## ASSIGNMENT
The listing below should be copied in full, word for word.

## RECORDS
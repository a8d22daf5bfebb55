//! Audio capture adapters

pub mod cpal_input;
pub mod wav_dump;

pub use cpal_input::CpalAudioInput;
pub use wav_dump::write_debug_wav;
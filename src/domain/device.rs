//! Audio input device descriptors

use serde::{Deserialize, Serialize};

/// Name fragments that mark ALSA plugins and other virtual/loopback routing
/// layers. Anything matching is deprioritized during device discovery.
const VIRTUAL_NAME_FRAGMENTS: &[&str] = &[
    "sysdefault",
    "default",
    "samplerate",
    "speexrate",
    "upmix",
    "vdownmix",
    "null",
    "dummy",
    "loop",
];

/// An enumerated input device. Produced by the audio backend, never mutated.
#[derive(Debug, Clone, PartialEq)]
pub struct DeviceDescriptor {
    /// Enumeration index, stable for the lifetime of the backend host.
    pub id: usize,
    pub name: String,
    pub max_input_channels: u16,
    pub default_sample_rate: u32,
    pub is_default: bool,
}

impl DeviceDescriptor {
    /// Whether this looks like a real hardware endpoint rather than a
    /// virtual/software routing layer, judged by name heuristics.
    pub fn is_hardware(&self) -> bool {
        let name = self.name.to_lowercase();
        !VIRTUAL_NAME_FRAGMENTS.iter().any(|frag| name.contains(frag))
    }

    /// One line of `LIST_DEVICES` output.
    pub fn format_line(&self, active: bool) -> String {
        let mut line = format!(
            "ID {}: {} (channels: {}, default sr: {}, default: {})",
            self.id, self.name, self.max_input_channels, self.default_sample_rate, self.is_default
        );
        if active {
            line.push_str(" [ACTIVE]");
        }
        line
    }
}

/// The negotiated capture configuration. Resolved once at startup or reload,
/// immutable while a session is in flight.
#[derive(Debug, Clone, Copy, PartialEq, Eq, Serialize, Deserialize)]
pub struct DeviceConfig {
    pub device_id: usize,
    pub channels: u16,
    pub sample_rate: u32,
}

## TASK RESULT
repository a8d22daf5bfebb55
//! Audio capture adapters

pub mod cpal_input;
pub mod wav_dump;

pub use cpal_input::CpalAudioInput;
pub use wav_dump::write_debug_wav;
filename src/domain/device.rs
//! Audio input device descriptors

use serde::{Deserialize, Serialize};

/// Name fragments that mark ALSA plugins and other virtual/loopback routing
/// layers. Anything matching is deprioritized during device discovery.
const VIRTUAL_NAME_FRAGMENTS: &[&str] = &[
    "sysdefault",
    "default",
    "samplerate",
    "speexrate",
    "upmix",
    "vdownmix",
    "null",
    "dummy",
    "loop",
];

/// An enumerated input device. Produced by the audio backend, never mutated.
#[derive(Debug, Clone, PartialEq)]
pub struct DeviceDescriptor {
    /// Enumeration index, stable for the lifetime of the backend host.
    pub id: usize,
    pub name: String,
    pub max_input_channels: u16,
    pub default_sample_rate: u32,
    pub is_default: bool,
}

impl DeviceDescriptor {
    /// Whether this looks like a real hardware endpoint rather than a
    /// virtual/software routing layer, judged by name heuristics.
    pub fn is_hardware(&self) -> bool {
        let name = self.name.to_lowercase();
        !VIRTUAL_NAME_FRAGMENTS.iter().any(|frag| name.contains(frag))
    }

    /// One line of `LIST_DEVICES` output.
    pub fn format_line(&self, active: bool) -> String {
        let mut line = format!(
            "ID {}: {} (channels: {}, default sr: {}, default: {})",
            self.id, self.name, self.max_input_channels, self.default_sample_rate, self.is_default
        );
        if active {
            line.push_str(" [ACTIVE]");
        }
        line
    }
}

/// The negotiated capture configuration. Resolved once at startup or reload,
/// immutable while a session is in flight.
#[derive(Debug, Clone, Copy, PartialEq, Eq, Serialize, Deserialize)]
pub struct DeviceConfig {
    pub device_id: usize,
    pub channels: u16,
    pub sample_rate: u32,
}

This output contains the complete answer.